All records are to be printed again exactly as they appear.
(Data for processing Opens)
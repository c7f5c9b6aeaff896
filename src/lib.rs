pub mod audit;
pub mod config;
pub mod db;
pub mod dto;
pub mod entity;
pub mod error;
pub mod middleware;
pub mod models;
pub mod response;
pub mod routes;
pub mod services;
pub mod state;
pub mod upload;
(Data for processing Closes)
- [Solution to the problem]:
repository c7f5c9b6aeaff896
filename src/lib.rs
pub mod audit;
pub mod config;
pub mod db;
pub mod dto;
pub mod entity;
pub mod error;
pub mod middleware;
pub mod models;
pub mod response;
pub mod routes;
pub mod services;
pub mod state;
pub mod upload;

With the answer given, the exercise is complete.